• [Activity]: Where does the word "dispatch" appear in the entries below? Copy each line that holds it.

• [Dataset records]:
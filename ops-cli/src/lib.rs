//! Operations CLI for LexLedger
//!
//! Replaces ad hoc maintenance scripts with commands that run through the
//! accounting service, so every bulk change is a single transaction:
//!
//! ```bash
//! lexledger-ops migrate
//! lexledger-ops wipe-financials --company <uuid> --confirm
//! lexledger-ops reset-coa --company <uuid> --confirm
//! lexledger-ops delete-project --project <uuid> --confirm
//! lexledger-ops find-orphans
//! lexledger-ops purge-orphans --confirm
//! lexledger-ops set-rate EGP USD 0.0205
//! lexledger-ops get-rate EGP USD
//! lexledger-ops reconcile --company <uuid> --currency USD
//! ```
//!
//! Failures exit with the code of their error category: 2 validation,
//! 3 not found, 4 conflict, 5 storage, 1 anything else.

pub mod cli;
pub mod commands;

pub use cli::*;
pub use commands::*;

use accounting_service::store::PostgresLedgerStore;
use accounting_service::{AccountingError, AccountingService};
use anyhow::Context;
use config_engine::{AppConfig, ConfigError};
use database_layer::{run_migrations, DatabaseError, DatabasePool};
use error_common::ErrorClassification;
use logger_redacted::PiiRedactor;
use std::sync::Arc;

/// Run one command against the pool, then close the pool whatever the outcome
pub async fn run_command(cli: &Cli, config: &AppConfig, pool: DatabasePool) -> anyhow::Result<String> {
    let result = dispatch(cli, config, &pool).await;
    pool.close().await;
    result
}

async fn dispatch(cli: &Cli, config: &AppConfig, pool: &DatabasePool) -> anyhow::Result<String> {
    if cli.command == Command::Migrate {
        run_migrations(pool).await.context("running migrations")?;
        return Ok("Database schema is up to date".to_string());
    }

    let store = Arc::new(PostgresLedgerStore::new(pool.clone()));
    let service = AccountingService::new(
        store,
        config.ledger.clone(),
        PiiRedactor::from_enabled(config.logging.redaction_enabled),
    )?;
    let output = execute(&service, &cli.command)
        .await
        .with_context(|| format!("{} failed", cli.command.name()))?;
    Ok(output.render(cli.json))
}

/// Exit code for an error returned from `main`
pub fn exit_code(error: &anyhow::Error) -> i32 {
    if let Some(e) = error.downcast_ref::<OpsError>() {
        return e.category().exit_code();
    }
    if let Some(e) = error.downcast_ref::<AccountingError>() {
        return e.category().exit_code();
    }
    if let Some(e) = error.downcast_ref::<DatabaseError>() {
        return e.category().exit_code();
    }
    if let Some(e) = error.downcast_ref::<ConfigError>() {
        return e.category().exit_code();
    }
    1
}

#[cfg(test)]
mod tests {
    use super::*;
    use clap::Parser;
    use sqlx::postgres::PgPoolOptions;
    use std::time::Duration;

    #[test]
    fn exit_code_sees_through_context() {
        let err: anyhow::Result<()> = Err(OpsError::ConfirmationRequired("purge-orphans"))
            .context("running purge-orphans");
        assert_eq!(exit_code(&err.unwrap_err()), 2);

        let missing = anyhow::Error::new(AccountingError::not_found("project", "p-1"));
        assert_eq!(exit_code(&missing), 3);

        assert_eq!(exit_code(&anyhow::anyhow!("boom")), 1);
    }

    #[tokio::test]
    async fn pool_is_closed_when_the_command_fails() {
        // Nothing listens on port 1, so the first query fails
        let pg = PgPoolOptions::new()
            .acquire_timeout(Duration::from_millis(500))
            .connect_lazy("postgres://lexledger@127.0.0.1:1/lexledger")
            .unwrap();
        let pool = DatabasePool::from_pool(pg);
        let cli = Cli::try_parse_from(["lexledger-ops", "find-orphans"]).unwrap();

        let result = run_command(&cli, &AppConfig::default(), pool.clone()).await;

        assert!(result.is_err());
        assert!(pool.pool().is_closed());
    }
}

• [Result of this exercise]:
    let result = dispatch(cli, config, &pool).await;
async fn dispatch(cli: &Cli, config: &AppConfig, pool: &DatabasePool) -> anyhow::Result<String> {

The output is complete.